Speaking during a press briefing on the events of the second day of the SECAM 18th Plenary Assembly and Golden Jubilee celebrations, the two underscored the importance of empowering young people today for stronger leadership tomorrow.
“If we ignore the call of our young people today and continue with business as usual without recognizing them, without empowering them, it means that the SECAM of tomorrow will not be very powerful,” Archbishop Msusa of Blantyre Archdiocese remarked.
Archbishop Msusa further indicated that as SECAM Bishops celebrates 50 years, they as Religious leaders; Bishops, priests and religious, are fruits of the work of missionaries.
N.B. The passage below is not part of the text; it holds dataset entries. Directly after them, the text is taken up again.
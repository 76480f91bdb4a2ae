//! 工作负载发布
//!
//! 从内嵌模板生成期望的 DaemonSet：覆盖镜像，追加 `-v=N` 参数。
//! 需要强制发布时，在 Pod 模板上写入新的标记注解，即使模板其余部分完全相同，
//! 平台也会滚动更新 Pod。

use k8s_openapi::api::apps::v1::DaemonSet;
use std::collections::BTreeMap;
use svcat_common::{Error, LogLevel, Result};
use tracing::{debug, info};
use uuid::Uuid;

use crate::assets;
use crate::client::ClusterClient;
use crate::crd::ServiceCatalogControllerManager;

/// Pod 模板上的强制发布标记
pub const FORCE_ANNOTATION: &str = "operator.svcat.io/force";
/// 对象上记录的镜像
pub const PULL_SPEC_ANNOTATION: &str = "operator.svcat.io/pull-spec";

/// 一次发布请求
#[derive(Debug, Clone, Default)]
pub struct RolloutRequest {
    /// 外部提供的镜像，空字符串表示沿用模板
    pub image_pull_spec: String,
    pub log_level: Option<LogLevel>,
    /// 账本中记录的代数
    pub expected_generation: Option<i64>,
    pub force: bool,
}

/// 是否需要强制发布
pub fn should_force(
    requested: bool,
    record: &ServiceCatalogControllerManager,
    config_changed: bool,
    ca_changed: bool,
) -> bool {
    requested || record.generation() != record.observed_generation() || config_changed || ca_changed
}

/// 根据模板生成期望的 DaemonSet
pub fn required_daemon_set(image_pull_spec: &str, log_level: Option<LogLevel>) -> Result<DaemonSet> {
    let mut required: DaemonSet = assets::read_typed(assets::DAEMON_SET_ASSET)
        .map_err(|e| Error::Rollout(format!("unable to load workload template: {}", e)))?;

    let container = required
        .spec
        .as_mut()
        .and_then(|s| s.template.spec.as_mut())
        .and_then(|p| p.containers.first_mut())
        .ok_or_else(|| Error::Rollout("workload template has no container".to_string()))?;

    if !image_pull_spec.is_empty() {
        container.image = Some(image_pull_spec.to_string());
    }
    container
        .args
        .get_or_insert_with(Vec::new)
        .push(format!("-v={}", LogLevel::verbosity_of(log_level)));

    let image = container.image.clone().unwrap_or_default();
    required
        .metadata
        .annotations
        .get_or_insert_with(BTreeMap::new)
        .insert(PULL_SPEC_ANNOTATION.to_string(), image);

    Ok(required)
}

fn template_annotations(ds: &mut DaemonSet) -> Option<&mut BTreeMap<String, String>> {
    ds.spec.as_mut().map(|s| {
        s.template
            .metadata
            .get_or_insert_with(Default::default)
            .annotations
            .get_or_insert_with(BTreeMap::new)
    })
}

fn force_marker(ds: &DaemonSet) -> Option<String> {
    ds.spec
        .as_ref()
        .and_then(|s| s.template.metadata.as_ref())
        .and_then(|m| m.annotations.as_ref())
        .and_then(|a| a.get(FORCE_ANNOTATION).cloned())
}

/// 应用工作负载，返回写入后的对象与是否发生了写入
///
/// 不强制发布且线上代数等于账本记录时不做任何写入。
pub async fn manage_daemon_set(client: &dyn ClusterClient, request: &RolloutRequest) -> Result<(DaemonSet, bool)> {
    let mut required = required_daemon_set(&request.image_pull_spec, request.log_level)?;
    let namespace = required.metadata.namespace.clone().unwrap_or_default();
    let name = required.metadata.name.clone().unwrap_or_default();

    let existing = client
        .get_daemon_set(&namespace, &name)
        .await
        .map_err(|e| Error::Rollout(e.to_string()))?;

    if let Some(existing) = &existing {
        let live_generation = existing.metadata.generation;
        if !request.force && live_generation.is_some() && live_generation == request.expected_generation {
            debug!(daemonset = %name, generation = ?live_generation, "工作负载无需更新");
            return Ok((existing.clone(), false));
        }
    }

    let marker = if request.force {
        Some(Uuid::new_v4().to_string())
    } else {
        existing.as_ref().and_then(force_marker)
    };
    if let (Some(marker), Some(annotations)) = (marker, template_annotations(&mut required)) {
        annotations.insert(FORCE_ANNOTATION.to_string(), marker);
    }

    let written = client
        .put_daemon_set(&required)
        .await
        .map_err(|e| Error::Rollout(e.to_string()))?;

    info!(
        daemonset = %format!("{}/{}", namespace, name),
        generation = ?written.metadata.generation,
        forced = request.force,
        "工作负载已应用"
    );
    Ok((written, true))
}
//! 通用工具函数
//!
//! 依赖对象的内容哈希。

use serde::Serialize;
use sha2::{Digest, Sha256};

use crate::error::Result;

/// 计算字节串的 SHA-256 哈希（小写十六进制）
pub fn sha256_hash(input: &[u8]) -> String {
    let mut hasher = Sha256::new();
    hasher.update(input);
    let result = hasher.finalize();

    format!("{:x}", result)
}

/// 先序列化为 JSON 再计算哈希
///
/// 调用方需传入键有序的结构（如 `BTreeMap`），保证相同内容得到相同哈希。
pub fn content_hash<T: Serialize + ?Sized>(value: &T) -> Result<String> {
    let bytes = serde_json::to_vec(value)?;
    Ok(sha256_hash(&bytes))
}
“If we are leaders now, it is because of the missionaries from Europe, America and other countries who came to form us when we were young people. Now that the young people of today are calling upon us to recognize them and to be empowered to work within the Church, we the bishops in SECAM should give them space so that they may become good leaders of tomorrow,” Archbishop Msusa said adding that, everything must however be handled gradually.
Archbishop Palmer-Buckle noted that the African society is culturally not prone to listening to the youth, which he termed as one of the weaknesses. However, he indicated that things are changing.
“Today, young people aged between zero and 40 years constitute 65% of the African population. If you take those between the ages of zero and 15 to be about 30% and between 15 and 40 to be whooping 35%, whether we like it or not we should focus our attention on them. For me I consider the youth as not tomorrow of the Church but today, I call them a present, a gift. Pope Francis emphasizes that we should look at them as such because they are the ones who have the vitality, the strength, the creativity, the initiative; for instance, in sports and music, youth are the stars of the African Continent. Imagine if the Church does not tap into such opportunities,” said Archbishop Palmer-Buckle who is also the local ordinary of Cape Coast, Ghana.
In their presentation to the SECAM Plenary Assembly, representatives of National Youth leaders, Coordinators and Chaplains from various Episcopal Conferences in Africa together with the International Young Catholic Students (IYCS) had indicated that in the next 50 years, if SECAM is to have greater focus, it should be on the youth because they comprise more than 65% of the Church membership in Africa. They are therefore requesting the Bishops to consider forming a continental body for African Youth.
Among the reasons they have cited for the need to form an African continent body for Catholic youth is the need for coordination at the continental level in order to draw realistic policies that were raised in the Post-Synodal Apostolic Exhortation, Christus Vivit, to the young people and to the entire people of God. They also feel that a continental body will strengthen the position of all Catholic youth in Africa by pooling resources and addressing issues collectively.
The youth also believe that the continental body will foster a better participation in building up the Church and society as it will encourage a healthy communication between young people and the Church leadership. Additionally, it will be a mouth peace for all youth in Africa with one vision and grant the African youth opportunity to organize regular activities that will bring the them together.